## [REQUIRED WORK]
The output should be every line below that includes the word "chars".

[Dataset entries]
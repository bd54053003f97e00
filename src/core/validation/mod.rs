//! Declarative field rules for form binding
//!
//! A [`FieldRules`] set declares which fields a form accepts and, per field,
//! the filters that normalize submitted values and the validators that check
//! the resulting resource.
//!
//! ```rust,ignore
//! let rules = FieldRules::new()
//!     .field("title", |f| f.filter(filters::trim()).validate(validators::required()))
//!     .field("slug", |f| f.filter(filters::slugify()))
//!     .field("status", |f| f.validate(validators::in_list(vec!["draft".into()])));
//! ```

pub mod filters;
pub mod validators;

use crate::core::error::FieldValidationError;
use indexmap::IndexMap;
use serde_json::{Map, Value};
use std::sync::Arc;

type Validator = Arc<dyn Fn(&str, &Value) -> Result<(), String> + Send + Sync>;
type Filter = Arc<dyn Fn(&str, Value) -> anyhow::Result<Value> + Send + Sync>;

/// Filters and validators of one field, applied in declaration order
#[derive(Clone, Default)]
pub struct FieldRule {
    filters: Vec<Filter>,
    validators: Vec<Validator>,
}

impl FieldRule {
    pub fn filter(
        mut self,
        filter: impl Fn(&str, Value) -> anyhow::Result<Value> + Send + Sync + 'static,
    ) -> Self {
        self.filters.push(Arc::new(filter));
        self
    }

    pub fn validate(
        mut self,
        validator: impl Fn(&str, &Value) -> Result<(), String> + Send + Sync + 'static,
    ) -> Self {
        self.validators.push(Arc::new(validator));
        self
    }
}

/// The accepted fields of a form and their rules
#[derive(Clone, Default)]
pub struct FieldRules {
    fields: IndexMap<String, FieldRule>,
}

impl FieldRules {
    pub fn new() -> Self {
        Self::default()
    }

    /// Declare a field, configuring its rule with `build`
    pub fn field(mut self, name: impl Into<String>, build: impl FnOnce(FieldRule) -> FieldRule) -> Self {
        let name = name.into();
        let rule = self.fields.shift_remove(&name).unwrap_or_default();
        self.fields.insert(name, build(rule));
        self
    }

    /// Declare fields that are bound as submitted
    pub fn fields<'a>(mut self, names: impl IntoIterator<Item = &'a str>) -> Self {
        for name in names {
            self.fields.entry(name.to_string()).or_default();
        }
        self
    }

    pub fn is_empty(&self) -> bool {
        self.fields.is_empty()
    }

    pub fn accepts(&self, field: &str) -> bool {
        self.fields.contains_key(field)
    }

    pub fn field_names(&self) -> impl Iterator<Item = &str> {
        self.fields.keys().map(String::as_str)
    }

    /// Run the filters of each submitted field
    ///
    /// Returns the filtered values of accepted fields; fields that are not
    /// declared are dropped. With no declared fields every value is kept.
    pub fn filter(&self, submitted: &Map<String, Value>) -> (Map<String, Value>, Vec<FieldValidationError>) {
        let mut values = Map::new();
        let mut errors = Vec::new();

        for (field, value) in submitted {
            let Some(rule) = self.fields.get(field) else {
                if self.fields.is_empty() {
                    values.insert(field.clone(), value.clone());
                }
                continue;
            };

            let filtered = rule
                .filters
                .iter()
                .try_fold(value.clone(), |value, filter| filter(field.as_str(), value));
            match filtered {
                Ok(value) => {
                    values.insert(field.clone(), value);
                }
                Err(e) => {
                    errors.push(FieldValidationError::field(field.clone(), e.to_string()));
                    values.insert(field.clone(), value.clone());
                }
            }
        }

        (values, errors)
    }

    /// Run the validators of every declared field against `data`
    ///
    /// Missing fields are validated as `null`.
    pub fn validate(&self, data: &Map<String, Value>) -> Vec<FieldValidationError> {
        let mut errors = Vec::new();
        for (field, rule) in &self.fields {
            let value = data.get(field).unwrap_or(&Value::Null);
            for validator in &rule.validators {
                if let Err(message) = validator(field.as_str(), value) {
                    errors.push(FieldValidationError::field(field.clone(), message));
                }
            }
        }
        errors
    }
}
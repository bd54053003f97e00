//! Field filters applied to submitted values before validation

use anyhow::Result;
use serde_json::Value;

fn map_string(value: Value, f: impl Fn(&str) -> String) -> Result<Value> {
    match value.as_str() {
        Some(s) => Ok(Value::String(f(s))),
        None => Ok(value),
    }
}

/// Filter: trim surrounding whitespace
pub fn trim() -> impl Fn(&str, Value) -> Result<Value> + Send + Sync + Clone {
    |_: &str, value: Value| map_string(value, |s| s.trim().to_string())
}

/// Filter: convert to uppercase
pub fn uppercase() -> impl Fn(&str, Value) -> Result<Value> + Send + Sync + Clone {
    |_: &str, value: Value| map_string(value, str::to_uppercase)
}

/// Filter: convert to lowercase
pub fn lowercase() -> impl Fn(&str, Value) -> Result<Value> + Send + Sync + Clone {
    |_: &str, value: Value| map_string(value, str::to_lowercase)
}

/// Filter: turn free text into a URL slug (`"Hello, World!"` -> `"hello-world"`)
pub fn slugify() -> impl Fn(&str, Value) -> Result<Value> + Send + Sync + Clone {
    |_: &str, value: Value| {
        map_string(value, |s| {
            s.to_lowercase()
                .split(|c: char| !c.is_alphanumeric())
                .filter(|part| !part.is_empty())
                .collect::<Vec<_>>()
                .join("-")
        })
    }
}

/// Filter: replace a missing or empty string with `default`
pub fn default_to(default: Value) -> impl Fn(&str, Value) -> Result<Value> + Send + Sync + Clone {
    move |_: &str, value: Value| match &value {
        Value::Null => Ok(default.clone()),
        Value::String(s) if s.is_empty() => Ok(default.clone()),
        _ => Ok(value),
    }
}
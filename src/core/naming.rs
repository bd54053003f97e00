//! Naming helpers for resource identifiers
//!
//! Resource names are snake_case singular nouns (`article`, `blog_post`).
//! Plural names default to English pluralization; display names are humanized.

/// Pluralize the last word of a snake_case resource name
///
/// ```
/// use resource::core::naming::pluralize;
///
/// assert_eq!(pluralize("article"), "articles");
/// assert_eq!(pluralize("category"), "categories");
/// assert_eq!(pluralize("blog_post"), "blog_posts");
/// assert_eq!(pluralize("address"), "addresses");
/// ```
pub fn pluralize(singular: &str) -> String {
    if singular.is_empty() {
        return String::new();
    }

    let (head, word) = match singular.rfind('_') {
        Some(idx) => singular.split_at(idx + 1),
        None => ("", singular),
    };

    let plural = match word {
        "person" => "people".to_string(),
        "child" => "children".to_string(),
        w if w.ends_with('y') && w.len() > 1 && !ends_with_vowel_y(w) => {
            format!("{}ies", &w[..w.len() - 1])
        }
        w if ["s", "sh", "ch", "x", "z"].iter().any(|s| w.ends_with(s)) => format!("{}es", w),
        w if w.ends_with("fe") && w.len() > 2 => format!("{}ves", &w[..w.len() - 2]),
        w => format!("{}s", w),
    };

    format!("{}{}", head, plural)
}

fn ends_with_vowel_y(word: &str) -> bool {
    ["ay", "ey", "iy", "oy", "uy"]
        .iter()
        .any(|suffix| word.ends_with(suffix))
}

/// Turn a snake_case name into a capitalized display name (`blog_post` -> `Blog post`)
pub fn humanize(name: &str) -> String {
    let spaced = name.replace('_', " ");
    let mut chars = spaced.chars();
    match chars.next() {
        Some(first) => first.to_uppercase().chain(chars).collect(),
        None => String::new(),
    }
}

---

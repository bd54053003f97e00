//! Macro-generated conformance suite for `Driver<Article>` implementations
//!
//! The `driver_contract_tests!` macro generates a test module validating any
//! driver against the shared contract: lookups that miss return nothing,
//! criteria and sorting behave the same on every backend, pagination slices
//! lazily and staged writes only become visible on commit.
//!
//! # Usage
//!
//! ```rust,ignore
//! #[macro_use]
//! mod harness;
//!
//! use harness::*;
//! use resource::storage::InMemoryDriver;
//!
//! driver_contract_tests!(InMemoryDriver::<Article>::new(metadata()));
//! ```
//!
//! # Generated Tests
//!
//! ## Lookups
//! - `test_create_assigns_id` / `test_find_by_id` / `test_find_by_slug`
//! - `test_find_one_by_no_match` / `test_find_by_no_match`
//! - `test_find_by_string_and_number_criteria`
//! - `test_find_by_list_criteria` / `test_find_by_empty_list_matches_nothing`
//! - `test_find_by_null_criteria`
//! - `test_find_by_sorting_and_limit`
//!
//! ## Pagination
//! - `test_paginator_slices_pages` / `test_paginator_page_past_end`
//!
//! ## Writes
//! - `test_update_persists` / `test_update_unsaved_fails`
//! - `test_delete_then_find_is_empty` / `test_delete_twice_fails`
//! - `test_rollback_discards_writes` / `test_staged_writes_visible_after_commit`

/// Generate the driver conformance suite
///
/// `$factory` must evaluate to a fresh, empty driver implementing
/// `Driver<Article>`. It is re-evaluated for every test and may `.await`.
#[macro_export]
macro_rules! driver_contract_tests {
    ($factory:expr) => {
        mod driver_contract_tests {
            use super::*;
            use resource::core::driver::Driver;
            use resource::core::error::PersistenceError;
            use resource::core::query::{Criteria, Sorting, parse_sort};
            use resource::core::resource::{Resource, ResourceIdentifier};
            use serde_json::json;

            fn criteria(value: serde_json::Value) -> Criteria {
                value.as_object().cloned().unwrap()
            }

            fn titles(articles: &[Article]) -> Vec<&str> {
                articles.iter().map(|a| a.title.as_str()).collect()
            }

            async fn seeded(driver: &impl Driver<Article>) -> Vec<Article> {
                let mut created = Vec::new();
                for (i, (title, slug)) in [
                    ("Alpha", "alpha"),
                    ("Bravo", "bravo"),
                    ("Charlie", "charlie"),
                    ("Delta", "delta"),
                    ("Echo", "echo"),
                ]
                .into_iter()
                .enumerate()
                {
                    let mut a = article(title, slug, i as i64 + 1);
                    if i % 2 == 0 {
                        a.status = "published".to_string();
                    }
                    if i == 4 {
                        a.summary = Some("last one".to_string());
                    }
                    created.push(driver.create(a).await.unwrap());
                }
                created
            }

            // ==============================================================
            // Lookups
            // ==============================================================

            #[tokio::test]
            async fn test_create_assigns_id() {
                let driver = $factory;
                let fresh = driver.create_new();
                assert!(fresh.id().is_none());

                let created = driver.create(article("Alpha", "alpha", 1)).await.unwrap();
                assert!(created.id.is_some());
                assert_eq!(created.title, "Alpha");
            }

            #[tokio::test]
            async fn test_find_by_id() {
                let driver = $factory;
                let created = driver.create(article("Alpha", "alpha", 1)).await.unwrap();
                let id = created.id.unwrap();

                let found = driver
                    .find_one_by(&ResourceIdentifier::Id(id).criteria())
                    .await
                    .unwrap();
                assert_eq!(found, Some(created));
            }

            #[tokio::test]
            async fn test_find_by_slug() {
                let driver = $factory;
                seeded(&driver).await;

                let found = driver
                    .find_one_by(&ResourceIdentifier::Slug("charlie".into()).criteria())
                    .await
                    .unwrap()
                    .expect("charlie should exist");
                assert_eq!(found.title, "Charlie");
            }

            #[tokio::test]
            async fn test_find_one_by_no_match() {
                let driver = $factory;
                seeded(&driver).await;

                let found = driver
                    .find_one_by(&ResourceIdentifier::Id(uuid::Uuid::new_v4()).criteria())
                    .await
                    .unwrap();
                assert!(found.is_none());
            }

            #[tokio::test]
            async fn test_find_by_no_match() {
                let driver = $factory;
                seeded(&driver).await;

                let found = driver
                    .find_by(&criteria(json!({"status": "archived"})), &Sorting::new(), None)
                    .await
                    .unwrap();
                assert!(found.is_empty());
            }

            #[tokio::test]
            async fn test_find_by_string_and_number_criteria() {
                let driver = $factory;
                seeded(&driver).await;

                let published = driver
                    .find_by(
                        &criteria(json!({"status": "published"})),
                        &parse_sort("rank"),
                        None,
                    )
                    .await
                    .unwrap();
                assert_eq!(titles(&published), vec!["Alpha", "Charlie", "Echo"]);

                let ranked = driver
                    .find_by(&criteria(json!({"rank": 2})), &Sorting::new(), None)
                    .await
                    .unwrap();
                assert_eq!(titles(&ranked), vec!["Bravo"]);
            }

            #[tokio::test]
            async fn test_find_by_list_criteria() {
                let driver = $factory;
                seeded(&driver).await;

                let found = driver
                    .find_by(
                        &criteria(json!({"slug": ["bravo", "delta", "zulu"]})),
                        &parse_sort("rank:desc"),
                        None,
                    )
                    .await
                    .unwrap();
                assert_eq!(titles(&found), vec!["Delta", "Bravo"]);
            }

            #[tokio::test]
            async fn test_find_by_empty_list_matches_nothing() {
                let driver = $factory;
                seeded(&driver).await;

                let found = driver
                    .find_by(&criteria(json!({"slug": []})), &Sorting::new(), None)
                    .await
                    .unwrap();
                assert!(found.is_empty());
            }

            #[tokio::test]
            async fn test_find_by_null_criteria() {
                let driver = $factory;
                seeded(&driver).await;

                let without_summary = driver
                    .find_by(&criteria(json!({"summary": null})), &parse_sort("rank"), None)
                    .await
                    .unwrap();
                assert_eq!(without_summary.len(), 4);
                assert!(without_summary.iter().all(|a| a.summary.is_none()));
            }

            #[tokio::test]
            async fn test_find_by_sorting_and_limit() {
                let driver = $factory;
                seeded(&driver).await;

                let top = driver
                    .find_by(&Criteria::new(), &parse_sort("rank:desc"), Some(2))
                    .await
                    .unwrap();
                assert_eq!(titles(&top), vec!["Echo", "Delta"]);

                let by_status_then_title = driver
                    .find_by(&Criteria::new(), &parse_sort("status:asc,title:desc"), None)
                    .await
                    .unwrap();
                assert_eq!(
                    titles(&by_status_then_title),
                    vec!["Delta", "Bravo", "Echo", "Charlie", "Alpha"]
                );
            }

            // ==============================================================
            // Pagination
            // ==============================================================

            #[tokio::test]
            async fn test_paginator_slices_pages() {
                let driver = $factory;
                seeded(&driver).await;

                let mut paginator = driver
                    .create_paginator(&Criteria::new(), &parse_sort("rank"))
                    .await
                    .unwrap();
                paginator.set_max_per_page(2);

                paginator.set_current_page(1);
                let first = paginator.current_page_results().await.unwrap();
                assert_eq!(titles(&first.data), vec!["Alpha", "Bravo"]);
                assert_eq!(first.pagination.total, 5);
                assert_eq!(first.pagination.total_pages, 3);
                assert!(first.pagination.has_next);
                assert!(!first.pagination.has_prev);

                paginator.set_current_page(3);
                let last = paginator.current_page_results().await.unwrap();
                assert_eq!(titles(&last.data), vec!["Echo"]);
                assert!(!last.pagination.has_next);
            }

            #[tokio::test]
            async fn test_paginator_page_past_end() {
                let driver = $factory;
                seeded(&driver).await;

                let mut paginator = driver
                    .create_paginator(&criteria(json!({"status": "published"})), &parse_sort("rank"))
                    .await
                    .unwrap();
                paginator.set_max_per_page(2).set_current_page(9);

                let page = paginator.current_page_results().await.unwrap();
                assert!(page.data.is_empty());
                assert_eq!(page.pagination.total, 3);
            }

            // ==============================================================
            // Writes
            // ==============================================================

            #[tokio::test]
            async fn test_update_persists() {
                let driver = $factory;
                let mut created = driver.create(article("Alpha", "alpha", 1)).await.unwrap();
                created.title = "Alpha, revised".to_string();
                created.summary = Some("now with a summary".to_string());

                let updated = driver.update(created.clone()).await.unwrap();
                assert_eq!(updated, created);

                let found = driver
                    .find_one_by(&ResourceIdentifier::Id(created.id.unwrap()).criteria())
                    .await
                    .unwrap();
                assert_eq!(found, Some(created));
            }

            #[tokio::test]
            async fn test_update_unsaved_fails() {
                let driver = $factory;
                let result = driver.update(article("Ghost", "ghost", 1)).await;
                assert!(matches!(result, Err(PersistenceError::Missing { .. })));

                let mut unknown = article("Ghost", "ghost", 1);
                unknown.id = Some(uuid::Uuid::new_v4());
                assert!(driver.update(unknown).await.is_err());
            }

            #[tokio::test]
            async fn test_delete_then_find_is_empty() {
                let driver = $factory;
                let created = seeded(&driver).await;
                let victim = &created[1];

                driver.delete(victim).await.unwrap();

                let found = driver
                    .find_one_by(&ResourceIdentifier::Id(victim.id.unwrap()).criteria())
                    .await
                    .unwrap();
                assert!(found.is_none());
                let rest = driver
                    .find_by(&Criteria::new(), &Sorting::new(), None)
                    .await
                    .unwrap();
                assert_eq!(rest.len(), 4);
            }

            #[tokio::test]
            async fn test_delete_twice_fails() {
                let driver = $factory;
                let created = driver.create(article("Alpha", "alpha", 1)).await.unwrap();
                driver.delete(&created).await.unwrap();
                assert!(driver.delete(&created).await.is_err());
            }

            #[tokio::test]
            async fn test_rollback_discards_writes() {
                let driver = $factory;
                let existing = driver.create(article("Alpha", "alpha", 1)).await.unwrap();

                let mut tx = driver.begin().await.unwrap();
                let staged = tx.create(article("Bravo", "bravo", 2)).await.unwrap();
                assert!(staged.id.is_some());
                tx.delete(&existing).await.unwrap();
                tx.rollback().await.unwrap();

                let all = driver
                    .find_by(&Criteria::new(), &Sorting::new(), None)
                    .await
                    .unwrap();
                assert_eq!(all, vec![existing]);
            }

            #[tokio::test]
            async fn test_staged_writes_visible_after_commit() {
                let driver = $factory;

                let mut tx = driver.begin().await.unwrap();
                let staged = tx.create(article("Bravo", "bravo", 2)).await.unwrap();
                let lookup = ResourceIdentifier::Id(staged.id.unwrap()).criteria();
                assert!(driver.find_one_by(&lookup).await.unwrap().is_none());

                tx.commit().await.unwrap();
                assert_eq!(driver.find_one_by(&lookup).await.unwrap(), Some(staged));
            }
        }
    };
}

## [ANSWER SPACE]
    let mut chars = spaced.chars();
    match chars.next() {
        Some(first) => first.to_uppercase().chain(chars).collect(),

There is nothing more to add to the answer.